Our life always expresses
the result of our dominant thoughts.
~Soren Kierkegaard
Wednesday HUMP day sounds funny, but like an out and back run it marks the turn around to the work week. I am so ready for a change and it starts with my mind set. Positive Self Talk. I hope, I'll try, and Maybe replaced by "I Will." That is a little extreme, but generally the idea is to just be more glass half full. Monday I put it out there on my FB that this was going to be a great week, Tuesday I said it would be an awesome day and today...well it really was an awesome day. This week is my first full week of work in 7 weeks. Yes I am employed, but I have had one thing or another leading to one day or a few days off each week for 7 weeks. Days off for this and that make it hard to do 40 hours or work in significantly less than 40 hours a week.
As most or you know it has been pretty crazy around here and I am not the consistent athlete I want to be. To continue this trend, I stayed up too late Sunday night eating Piroshki's from the Jewish food fair and skipped my "first day back" to Master's swim Monday morning. I stayed up late again Monday night and did not go out on a solo AM run Tuesday. Do not fret faithful readers, I did go to my TRI Club monthly meeting Tuesday night. It was just the motivation I needed. Now before I shift gears into my attempt at more consistent positive self talk, I will tell you that I was the fattest person there. People were wearing shorts, showing off muscle tone and tans, cute sneakers and chatting about last weekend's TRI events. I have not raced a TRI yet this season, I am not tan, I showed up in my work clothes and flip flops. I did have my purple glitter toenail polish going for me, but my outfit and fitness level was not screaming athlete in this crowd. While this sounds like I am putting myself down, actually it really reminded me that I like muscular legs, a litte tan and an overall athletic presence.
The other thing I did at this meeting was...wait for it... I.ASKED.FOR.HELP. OMG, phew, glad I got that off my chest. Seriously, I felt like I was checking myself into rehab and felt slightly humiliated to admit I needed help. I was also so excited that I was going to get it. I basically told one of our senior members that while I didn't need a mentor to push me in specific workouts (I am currently schedule challenged), I do need someone to check in with. Someone who will ask how my week went, high five me when I am on track and help motivate me when I start to fall off track. I also wrote my check for Master's swim for the month of June. I kept saying to myself the whole month of May, that I would pay when I went to swim and what happened? I didn't not swim at all in May. I figured writing that check would increase the odds of me showing up to swim this morning. I was also so motivated after the meeting last night that I hooked up my iPhone Netflix to the TV in my hubby's man room, aired up my bike tires and jumped on the trainer. I jumped on the bike trainer for 45 min at 10PM. What was I thinking? Then, I had so much exercise adrenaline that I foam rolled and stretched before bed. Again, went to bed way too late.

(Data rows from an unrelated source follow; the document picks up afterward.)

//! Label frequency counting with top-N reporting.

use serde::Serialize;
use std::collections::HashMap;

/// A label and the number of times it was seen.
#[derive(Debug, Clone, PartialEq, Eq, Serialize)]
pub struct Entry {
    pub label: String,
    pub count: u64,
}

impl Entry {
    pub fn new<S: Into<String>>(label: S, count: u64) -> Self {
        Self {
            label: label.into(),
            count,
        }
    }
}

#[derive(Debug, Clone, Copy)]
struct Tally {
    count: u64,
    first_seen: usize,
}

/// Counts label occurrences.
///
/// Ties in [`TopK::top`] are broken by first-seen order, so results are
/// deterministic regardless of hash iteration order.
#[derive(Debug, Clone, Default)]
pub struct TopK {
    tallies: HashMap<String, Tally>,
}

impl TopK {
    pub fn new() -> Self {
        Self::default()
    }

    /// Increments the count for `label`, starting at 1 if unseen.
    pub fn add(&mut self, label: &str) {
        if let Some(tally) = self.tallies.get_mut(label) {
            tally.count += 1;
            return;
        }
        let first_seen = self.tallies.len();
        self.tallies.insert(
            label.to_string(),
            Tally {
                count: 1,
                first_seen,
            },
        );
    }

    /// Count recorded for `label`, zero if unseen.
    pub fn count(&self, label: &str) -> u64 {
        self.tallies.get(label).map_or(0, |tally| tally.count)
    }

    /// Number of distinct labels.
    pub fn len(&self) -> usize {
        self.tallies.len()
    }

    pub fn is_empty(&self) -> bool {
        self.tallies.is_empty()
    }

    /// The `n` most frequent labels, highest count first. Returns every label
    /// when `n` exceeds the number of distinct labels.
    pub fn top(&self, n: usize) -> Vec<Entry> {
        let mut ranked: Vec<(&String, &Tally)> = self.tallies.iter().collect();
        ranked.sort_by(|(_, a), (_, b)| {
            b.count
                .cmp(&a.count)
                .then_with(|| a.first_seen.cmp(&b.first_seen))
        });
        ranked
            .into_iter()
            .take(n)
            .map(|(label, tally)| Entry::new(label.as_str(), tally.count))
            .collect()
    }
}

It was crazy hard to wake up this morning, but I did and went to swim. I was 15 minutes late, but was still able to get in 1700 yards done. 200 start, 200 form, 40x25s, 300 cool down. Tonight I tried to hit the track workout, but apparently the high school track that we were at also dubs as a helicopter landing site for medical transport. I was late of course, got one lap in and then we were locked in the track area when emergency vehicles arrived and moved to the stands to keep the track and field available for the helicopter. I ran some stairs, did step ups, there was a concrete area where I did some dynamic warm up stretches, then more static stretching. By the time we could leave, I had no more time for the track. Some work is better than none I guess. On the schedule for tomorrow: 3 miles at 5:15am, work and hopefully the evening farmers market. It will be a good day.
Monday is the official start to Marathon training, I am super excited. I am nailing down some trail runs to register for to ensure I do my long runs and that the mileage is on quality, hilly, challenging terrain. The Nike Women's Marathon SF has a few little climbs so long runs on hilly trails will definitely do the trick in training.
Why I Kick A$$: 2 work outs today...ok more like 1 and a half, but I'll take it.
Thankful Three
- Piroshki's
- The New Runner's World
- My health
2 comments:
You have to start somewhere so you are on the right track! Congrats on the workouts and have a great time with the marathon training. If you need some encouragement from COS, just email me. I would love to help ya out!
1.5 workouts is kick ass. I'm grateful for Runner's World too. And US magazine because I am trashy that way.